The Stefan-Boltzmann law tells us that whatever prevents us from putting GPU clusters in space, it's not the difficulty in shedding heat by thermal radiation that is supposedly stopping us.
Just picture a square based pyramid, like a pyramid from egypt, thats the rough shape. Lets pretend the bottom is square. For thermodynamic analysis, we can just pretend the scale is irrelevant, it could be 4 cm x 4 cm base or 4 km x 4 km base. Now stretch the pyramid so the height of the tip is 3 times the length of the sides of the square base, so 12 cm or 12 km in the random examples above.
If the base were a solar panel aimed perpendicular to sun, then the tip is facing away and all side triangles faces of the pyramid are in the shade.
I voluntarily give up heat dissipation area on 2 of the 4 triangular sides (just to make calculations easier, if we make them thermally reflective -emissivity 0-, we can't shed heat, but also don't absorb heat coming from lukewarm Earth).
The remaining 2 triangular sides will be large enough that the temperature of the triangular panels is kept below 300 K.
The panels also serve as the cold heat baths, i.e. the thermal sinks for the compute on board.
Not sure what you mean with wings, I intentionally chose a convex shape like a pyramid so that no part of the surface of the pyramid can see another part of the surface, so no self-obstruction for shedding heat etc...
If this doesn't answer your question, feel free to ask a new question so I understand what your actual question is.
The electrical power available for compute will be approximately 20% (efficiency of solar panels) times the area of the square base L ^ 2 times 1360 W / m ^ 2 .
The electrical power thus scales quadratically with the chosen side length, and thus linearly with the area of the square base.

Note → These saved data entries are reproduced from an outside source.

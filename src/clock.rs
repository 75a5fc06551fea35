//! Time source abstraction
//!
//! Every timestamp the runtime records (slot start, credential cache time, session
//! access) is read through a `Clock` so that staleness and TTL windows can be
//! exercised deterministically in tests.

use chrono::{DateTime, Duration, Utc};
use parking_lot::Mutex;
use std::fmt;

/// Source of wall-clock time for the execution core
pub trait Clock: Send + Sync + fmt::Debug {
    /// Current UTC time
    fn now(&self) -> DateTime<Utc>;
}

/// Production clock backed by the system time
#[derive(Debug, Clone, Copy, Default)]
pub struct SystemClock;

impl Clock for SystemClock {
    fn now(&self) -> DateTime<Utc> {
        Utc::now()
    }
}

/// Manually advanced clock
///
/// Starts at the time it was created and only moves when `advance` is called.
#[derive(Debug)]
pub struct ManualClock {
    now: Mutex<DateTime<Utc>>,
}

impl ManualClock {
    pub fn new() -> Self {
        Self::starting_at(Utc::now())
    }

    pub fn starting_at(start: DateTime<Utc>) -> Self {
        Self { now: Mutex::new(start) }
    }

    /// Move the clock forward by `by`
    pub fn advance(&self, by: Duration) {
        let mut now = self.now.lock();
        *now += by;
    }
}

impl Default for ManualClock {
    fn default() -> Self {
        Self::new()
    }
}

impl Clock for ManualClock {
    fn now(&self) -> DateTime<Utc> {
        *self.now.lock()
    }
}

/// Convert a std duration into a chrono duration, saturating on overflow
pub(crate) fn to_chrono(duration: std::time::Duration) -> Duration {
    Duration::from_std(duration).unwrap_or(Duration::MAX)
}

#[cfg(test)]
mod tests {
    use super::*;

    #[test]
    fn test_manual_clock_only_moves_when_advanced() {
        let clock = ManualClock::new();
        let t0 = clock.now();
        assert_eq!(clock.now(), t0);

        clock.advance(Duration::minutes(4));
        assert_eq!(clock.now() - t0, Duration::minutes(4));
    }

    #[test]
    fn test_to_chrono_saturates() {
        assert_eq!(to_chrono(std::time::Duration::from_secs(90)), Duration::seconds(90));
        assert_eq!(to_chrono(std::time::Duration::MAX), Duration::MAX);
    }
}
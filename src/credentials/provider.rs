//! Execution-scoped credential resolution with a TTL cache
//!
//! Each workflow execution gets its own context id, bound to the user the execution
//! runs as. Credentials are resolved by name or id within that context, decrypted, and
//! cached under `"{context_id}:{name_or_id}"` so that two executions never share
//! decrypted material. Entries expire after the cache TTL and are dropped wholesale
//! when the context is cleared. Credential edits are not pushed into the cache; a
//! running execution can observe the previous value for up to one TTL.

use crate::clock::{to_chrono, Clock, SystemClock};
use crate::config::CredentialConfig;
use crate::credentials::{
    cipher::CredentialCipher,
    error::CredentialError,
    store::CredentialStore,
    types::{is_uuid_shaped, CredentialRecord, KnownProvider, ResolvedCredential},
};
use anyhow::Result;
use chrono::{DateTime, Utc};
use parking_lot::{Mutex, RwLock};
use serde::Serialize;
use std::{collections::HashMap, sync::Arc};

/// A decrypted credential and the time it entered the cache
#[derive(Debug, Clone)]
struct CachedCredential {
    credential: ResolvedCredential,
    cached_at: DateTime<Utc>,
}

/// Cache occupancy for monitoring
#[derive(Debug, Clone, Copy, Serialize, PartialEq, Eq)]
pub struct CacheStats {
    /// Cached entries, expired or not
    pub entries: usize,
    /// Contexts currently bound to a user
    pub bound_contexts: usize,
}

fn cache_key(context_id: &str, name_or_id: &str) -> String {
    format!("{}:{}", context_id, name_or_id)
}

/// Resolves credentials for running executions
pub struct CredentialProvider {
    store: Arc<dyn CredentialStore>,
    cipher: Arc<dyn CredentialCipher>,
    /// context_id -> user_id
    bindings: RwLock<HashMap<String, String>>,
    /// "{context_id}:{name_or_id}" -> cached credential
    cache: Mutex<HashMap<String, CachedCredential>>,
    ttl: chrono::Duration,
    clock: Arc<dyn Clock>,
}

impl std::fmt::Debug for CredentialProvider {
    fn fmt(&self, f: &mut std::fmt::Formatter<'_>) -> std::fmt::Result {
        f.debug_struct("CredentialProvider")
            .field("ttl", &self.ttl)
            .field("stats", &self.cache_stats())
            .finish()
    }
}

impl CredentialProvider {
    pub fn new(
        store: Arc<dyn CredentialStore>,
        cipher: Arc<dyn CredentialCipher>,
        config: &CredentialConfig,
    ) -> Self {
        Self::with_clock(store, cipher, config, Arc::new(SystemClock))
    }

    pub fn with_clock(
        store: Arc<dyn CredentialStore>,
        cipher: Arc<dyn CredentialCipher>,
        config: &CredentialConfig,
        clock: Arc<dyn Clock>,
    ) -> Self {
        Self {
            store,
            cipher,
            bindings: RwLock::new(HashMap::new()),
            cache: Mutex::new(HashMap::new()),
            ttl: to_chrono(config.cache_ttl),
            clock,
        }
    }

    /// Bind a context to the user it resolves credentials for (upsert)
    pub fn set_user_context(&self, context_id: &str, user_id: &str) {
        self.bindings
            .write()
            .insert(context_id.to_string(), user_id.to_string());
        tracing::debug!("🔗 Credential context {} bound to user {}", context_id, user_id);
    }

    /// Unbind a context and drop every credential cached under it
    ///
    /// Returns the number of cache entries removed.
    pub fn clear_user_context(&self, context_id: &str) -> usize {
        self.bindings.write().remove(context_id);

        let prefix = format!("{}:", context_id);
        let removed = {
            let mut cache = self.cache.lock();
            let before = cache.len();
            cache.retain(|key, _| !key.starts_with(&prefix));
            before - cache.len()
        };

        tracing::debug!(
            "🧽 Credential context {} cleared ({} cached entries dropped)",
            context_id,
            removed
        );
        removed
    }

    /// User bound to a context
    pub fn user_for_context(&self, context_id: &str) -> Result<String, CredentialError> {
        self.bindings
            .read()
            .get(context_id)
            .cloned()
            .ok_or_else(|| CredentialError::ContextNotBound {
                context_id: context_id.to_string(),
            })
    }

    /// Resolve a credential by name or id within a context
    ///
    /// Fails only when the context is unbound. A credential that cannot be found or
    /// decrypted resolves to `Ok(None)`.
    pub async fn get_credential(
        &self,
        name_or_id: &str,
        context_id: &str,
        service_type: Option<&str>,
    ) -> Result<Option<ResolvedCredential>, CredentialError> {
        let user_id = self.user_for_context(context_id)?;
        let key = cache_key(context_id, name_or_id);

        if let Some(credential) = self.cached(&key) {
            tracing::debug!("🎯 Credential cache hit: {}", key);
            return Ok(Some(credential));
        }

        tracing::debug!("🔍 Credential cache miss: {}", key);
        match self.fetch_and_decrypt(name_or_id, &user_id, service_type).await {
            Ok(Some(credential)) => {
                // Only cache for a context still bound to the same user; the bindings
                // read lock is held across the insert so clear_user_context cannot interleave.
                let bindings = self.bindings.read();
                if bindings.get(context_id) == Some(&user_id) {
                    self.cache.lock().insert(
                        key,
                        CachedCredential {
                            credential: credential.clone(),
                            cached_at: self.clock.now(),
                        },
                    );
                } else {
                    tracing::debug!(
                        "🧽 Credential context {} cleared during lookup, not caching {}",
                        context_id,
                        name_or_id
                    );
                }
                Ok(Some(credential))
            }
            Ok(None) => {
                tracing::warn!(
                    "⚠️ Credential '{}' not found for user {} (service: {})",
                    name_or_id,
                    user_id,
                    service_type.unwrap_or("any")
                );
                Ok(None)
            }
            Err(e) => {
                tracing::error!(
                    "❌ Failed to resolve credential '{}' for user {}: {}",
                    name_or_id,
                    user_id,
                    e
                );
                Ok(None)
            }
        }
    }

    /// Resolve a user's credential for a service
    ///
    /// Picks the credential named `credential_name` if given, otherwise the first active
    /// credential of that service type.
    pub async fn get_credential_by_service(
        &self,
        service_type: &str,
        context_id: &str,
        credential_name: Option<&str>,
    ) -> Result<Option<ResolvedCredential>, CredentialError> {
        let user_id = self.user_for_context(context_id)?;

        let candidates = match self
            .store
            .fetch_credentials_by_user(&user_id, Some(service_type))
            .await
        {
            Ok(candidates) => candidates,
            Err(e) => {
                tracing::error!(
                    "❌ Failed to list {} credentials for user {}: {}",
                    service_type,
                    user_id,
                    e
                );
                return Ok(None);
            }
        };

        let chosen = candidates.into_iter().find(|record| {
            record.is_active && credential_name.map_or(true, |name| record.name == name)
        });

        match chosen {
            Some(record) => {
                self.get_credential(&record.id, context_id, Some(service_type))
                    .await
            }
            None => {
                tracing::warn!(
                    "⚠️ No active {} credential{} for user {}",
                    service_type,
                    credential_name
                        .map(|name| format!(" named '{}'", name))
                        .unwrap_or_default(),
                    user_id
                );
                Ok(None)
            }
        }
    }

    /// The `api_key` field of the user's credential for a well-known provider
    pub async fn api_key_for(
        &self,
        provider: KnownProvider,
        context_id: &str,
        credential_name: Option<&str>,
    ) -> Result<Option<String>, CredentialError> {
        let credential = self
            .get_credential_by_service(provider.service_type(), context_id, credential_name)
            .await?;
        Ok(credential.and_then(|c| c.api_key()))
    }

    pub async fn openai_api_key(
        &self,
        context_id: &str,
        credential_name: Option<&str>,
    ) -> Result<Option<String>, CredentialError> {
        self.api_key_for(KnownProvider::OpenAi, context_id, credential_name).await
    }

    pub async fn anthropic_api_key(
        &self,
        context_id: &str,
        credential_name: Option<&str>,
    ) -> Result<Option<String>, CredentialError> {
        self.api_key_for(KnownProvider::Anthropic, context_id, credential_name).await
    }

    pub async fn tavily_api_key(
        &self,
        context_id: &str,
        credential_name: Option<&str>,
    ) -> Result<Option<String>, CredentialError> {
        self.api_key_for(KnownProvider::Tavily, context_id, credential_name).await
    }

    pub async fn cohere_api_key(
        &self,
        context_id: &str,
        credential_name: Option<&str>,
    ) -> Result<Option<String>, CredentialError> {
        self.api_key_for(KnownProvider::Cohere, context_id, credential_name).await
    }

    /// Drop every cached credential (bindings are kept)
    pub fn clear_cache(&self) {
        let mut cache = self.cache.lock();
        let dropped = cache.len();
        cache.clear();
        tracing::info!("🧽 Credential cache cleared ({} entries)", dropped);
    }

    pub fn cache_stats(&self) -> CacheStats {
        let entries = self.cache.lock().len();
        let bound_contexts = self.bindings.read().len();
        CacheStats { entries, bound_contexts }
    }

    /// Fresh cached entry, dropping it if it has outlived the TTL
    fn cached(&self, key: &str) -> Option<ResolvedCredential> {
        let now = self.clock.now();
        let mut cache = self.cache.lock();

        match cache.get(key) {
            Some(entry) if now - entry.cached_at < self.ttl => Some(entry.credential.clone()),
            Some(_) => {
                tracing::debug!("⌛ Cached credential expired: {}", key);
                cache.remove(key);
                None
            }
            None => None,
        }
    }

    async fn fetch_and_decrypt(
        &self,
        name_or_id: &str,
        user_id: &str,
        service_type: Option<&str>,
    ) -> Result<Option<ResolvedCredential>> {
        let Some(record) = self.fetch_record(name_or_id, user_id, service_type).await? else {
            return Ok(None);
        };

        let fields = self.cipher.decrypt(&record.encrypted_payload)?;
        tracing::debug!(
            "🔐 Decrypted credential {} ({}) for user {}",
            record.name,
            record.service_type,
            user_id
        );
        Ok(Some(ResolvedCredential::from_record(&record, fields)))
    }

    /// Id lookup first when the reference is UUID-shaped, then name lookup
    async fn fetch_record(
        &self,
        name_or_id: &str,
        user_id: &str,
        service_type: Option<&str>,
    ) -> Result<Option<CredentialRecord>> {
        let eligible = |record: &CredentialRecord| {
            record.is_active && service_type.map_or(true, |st| record.service_type == st)
        };

        if is_uuid_shaped(name_or_id) {
            if let Some(record) = self.store.fetch_credential_by_id(name_or_id, user_id).await? {
                if eligible(&record) {
                    return Ok(Some(record));
                }
            }
        }

        let candidates = self
            .store
            .fetch_credentials_by_user(user_id, service_type)
            .await?;
        Ok(candidates
            .into_iter()
            .find(|record| record.name == name_or_id && eligible(record)))
    }
}
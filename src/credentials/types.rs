//! Credential record and resolved-credential types
//!
//! `CredentialRecord` is what the store hands back (payload still encrypted).
//! `ResolvedCredential` is the decrypted result: a fixed envelope plus the
//! provider-specific fields.

use serde::{Deserialize, Serialize};
use serde_json::{Map, Value};
use std::fmt;

/// A stored credential as returned by the credential store
#[derive(Debug, Clone, Serialize, Deserialize, PartialEq, Eq)]
pub struct CredentialRecord {
    /// UUID of the credential
    pub id: String,
    /// Owning user
    pub user_id: String,
    /// User-chosen name (e.g., "openai-prod")
    pub name: String,
    /// Provider/service tag (e.g., "openai", "postgres")
    pub service_type: String,
    /// Inactive credentials are never resolved
    pub is_active: bool,
    /// Ciphertext produced by the credential cipher
    pub encrypted_payload: String,
}

/// Decrypted credential handed to node execution
///
/// The envelope fields are fixed; everything the user stored with the credential
/// (api keys, connection strings, endpoints...) lives in `fields`.
#[derive(Clone, PartialEq)]
pub struct ResolvedCredential {
    pub id: String,
    pub name: String,
    pub service_type: String,
    pub fields: Map<String, Value>,
}

impl ResolvedCredential {
    /// Build from a record and its decrypted payload
    pub fn from_record(record: &CredentialRecord, fields: Map<String, Value>) -> Self {
        Self {
            id: record.id.clone(),
            name: record.name.clone(),
            service_type: record.service_type.clone(),
            fields,
        }
    }

    /// Raw field lookup
    pub fn field(&self, key: &str) -> Option<&Value> {
        self.fields.get(key)
    }

    /// String field lookup; non-string values are rendered as JSON
    pub fn field_str(&self, key: &str) -> Option<String> {
        self.fields.get(key).map(|value| match value {
            Value::String(s) => s.clone(),
            other => other.to_string(),
        })
    }

    pub fn api_key(&self) -> Option<String> {
        self.field_str("api_key")
    }

    /// Flat view: envelope fields merged over the payload
    ///
    /// Envelope keys win if the payload happens to contain `id`, `name` or
    /// `service_type`.
    pub fn to_flat_map(&self) -> Map<String, Value> {
        let mut flat = self.fields.clone();
        flat.insert("id".to_string(), Value::String(self.id.clone()));
        flat.insert("name".to_string(), Value::String(self.name.clone()));
        flat.insert("service_type".to_string(), Value::String(self.service_type.clone()));
        flat
    }
}

impl fmt::Debug for ResolvedCredential {
    fn fmt(&self, f: &mut fmt::Formatter<'_>) -> fmt::Result {
        f.debug_struct("ResolvedCredential")
            .field("id", &self.id)
            .field("name", &self.name)
            .field("service_type", &self.service_type)
            .field("fields", &self.fields.keys().collect::<Vec<_>>())
            .finish()
    }
}

/// Providers with a dedicated api-key resolver
#[derive(Debug, Clone, Copy, PartialEq, Eq)]
pub enum KnownProvider {
    OpenAi,
    Anthropic,
    Tavily,
    Cohere,
}

impl KnownProvider {
    /// Service type tag the provider's credentials are stored under
    pub fn service_type(&self) -> &'static str {
        match self {
            KnownProvider::OpenAi => "openai",
            KnownProvider::Anthropic => "anthropic",
            KnownProvider::Tavily => "tavily",
            KnownProvider::Cohere => "cohere",
        }
    }
}

/// Whether a reference looks like a credential id rather than a name
pub fn is_uuid_shaped(name_or_id: &str) -> bool {
    name_or_id.len() == 36 && uuid::Uuid::parse_str(name_or_id).is_ok()
}
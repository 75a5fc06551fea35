//! Conversational Memory Layer
//!
//! Session-scoped chat memory for AI nodes, bounded by age, inactivity, message count,
//! size and total session count.

pub mod buffer;
pub mod policy;
pub mod manager;

pub use buffer::{BufferMemory, ChatMessage, ConversationMemory, MemoryOptions, MessageRole};
pub use manager::{EvictedSession, MemoryManager, MemoryStatistics, SessionInfo, SessionMetrics};
pub use policy::{MemoryPolicy, PolicyViolation};
//! Secret pin resolution for node execution
//!
//! Nodes reference credentials through pin expressions:
//! - `$secret.<name>` resolves to the credential's `api_key` field, or its only field
//! - `$secret.<name>.<field>` resolves to a named field
//!
//! `<name>` may also be a credential id. Pins resolve within the credential context
//! of the running execution.

use crate::credentials::{CredentialProvider, ResolvedCredential};
use anyhow::{anyhow, Result};
use std::{fmt, sync::Arc};

const SECRET_PREFIX: &str = "$secret.";
const DEFAULT_FIELD: &str = "api_key";

/// A parsed `$secret.` expression
#[derive(Debug, Clone, PartialEq, Eq)]
pub struct SecretPin {
    /// Credential name or id
    pub credential: String,
    pub field: Option<String>,
}

impl SecretPin {
    pub fn parse(expr: &str) -> Result<Self> {
        let rest = expr.trim().strip_prefix(SECRET_PREFIX).ok_or_else(|| {
            anyhow!("Invalid secret pin expression: {}. Must start with '{}'", expr, SECRET_PREFIX)
        })?;

        let (credential, field) = match rest.split_once('.') {
            Some((credential, field)) => (credential, Some(field)),
            None => (rest, None),
        };

        if credential.is_empty() || field.is_some_and(|f| f.is_empty() || f.contains('.')) {
            return Err(anyhow!(
                "Invalid secret pin expression: {}. Expected $secret.<name> or $secret.<name>.<field>",
                expr
            ));
        }

        Ok(Self {
            credential: credential.to_string(),
            field: field.map(str::to_string),
        })
    }

    /// Pick the pinned value out of a resolved credential
    fn select(&self, credential: &ResolvedCredential) -> Result<String> {
        if let Some(field) = &self.field {
            return credential
                .field_str(field)
                .ok_or_else(|| anyhow!("Credential '{}' has no field '{}'", self.credential, field));
        }

        if let Some(value) = credential.field_str(DEFAULT_FIELD) {
            return Ok(value);
        }

        match credential.fields.keys().collect::<Vec<_>>().as_slice() {
            [only] => credential
                .field_str(only)
                .ok_or_else(|| anyhow!("Credential '{}' has no field '{}'", self.credential, only)),
            keys => Err(anyhow!(
                "Credential '{}' has no '{}' field and {} others {:?}; pin a field explicitly",
                self.credential,
                DEFAULT_FIELD,
                keys.len(),
                keys
            )),
        }
    }
}

impl fmt::Display for SecretPin {
    fn fmt(&self, f: &mut fmt::Formatter<'_>) -> fmt::Result {
        match &self.field {
            Some(field) => write!(f, "{}{}.{}", SECRET_PREFIX, self.credential, field),
            None => write!(f, "{}{}", SECRET_PREFIX, self.credential),
        }
    }
}

/// Resolves secret pins through the credential cache
#[derive(Debug, Clone)]
pub struct SecretResolver {
    credentials: Arc<CredentialProvider>,
}

impl SecretResolver {
    pub fn new(credentials: Arc<CredentialProvider>) -> Self {
        Self { credentials }
    }

    /// Resolve one pin to its secret value
    ///
    /// Fails on invalid syntax, an unbound context, a missing credential or a missing
    /// field.
    pub async fn resolve(&self, expr: &str, context_id: &str) -> Result<String> {
        let pin = SecretPin::parse(expr)?;
        tracing::debug!("🔐 Evaluating secret pin: {}", pin);

        let credential = self
            .credentials
            .get_credential(&pin.credential, context_id, None)
            .await?
            .ok_or_else(|| anyhow!("Secret pin {} did not resolve to a credential", pin))?;

        pin.select(&credential)
    }

    /// Resolve a node's pins in declaration order
    pub async fn resolve_all(&self, pins: &[String], context_id: &str) -> Result<Vec<String>> {
        let mut secrets = Vec::with_capacity(pins.len());
        for pin in pins {
            secrets.push(self.resolve(pin, context_id).await?);
        }
        Ok(secrets)
    }
}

Some people on here are such NPCs, you can give them all calculations, numbers and diagrams as to how this is not an impossible concept, and all they will say is "Thermal radiation is not efficient".
You can prove that the lower efficiency can be managed, and they will still say the only thing they know: "Thermal radiation is not efficient".
So how big are you proposing the solar panel be to be able to provide 1GW to the GPUs? Nearly a square kilometer? With an additional 3 square kilometers of radiators?
Yeah doesn't sound particularly feasible, sorry. Glad you know all the math though!
Without eventually moving compute to space we are going to have compute infringe on the space, energy, heat dissipation rights of meatbags. Why welcome that?!?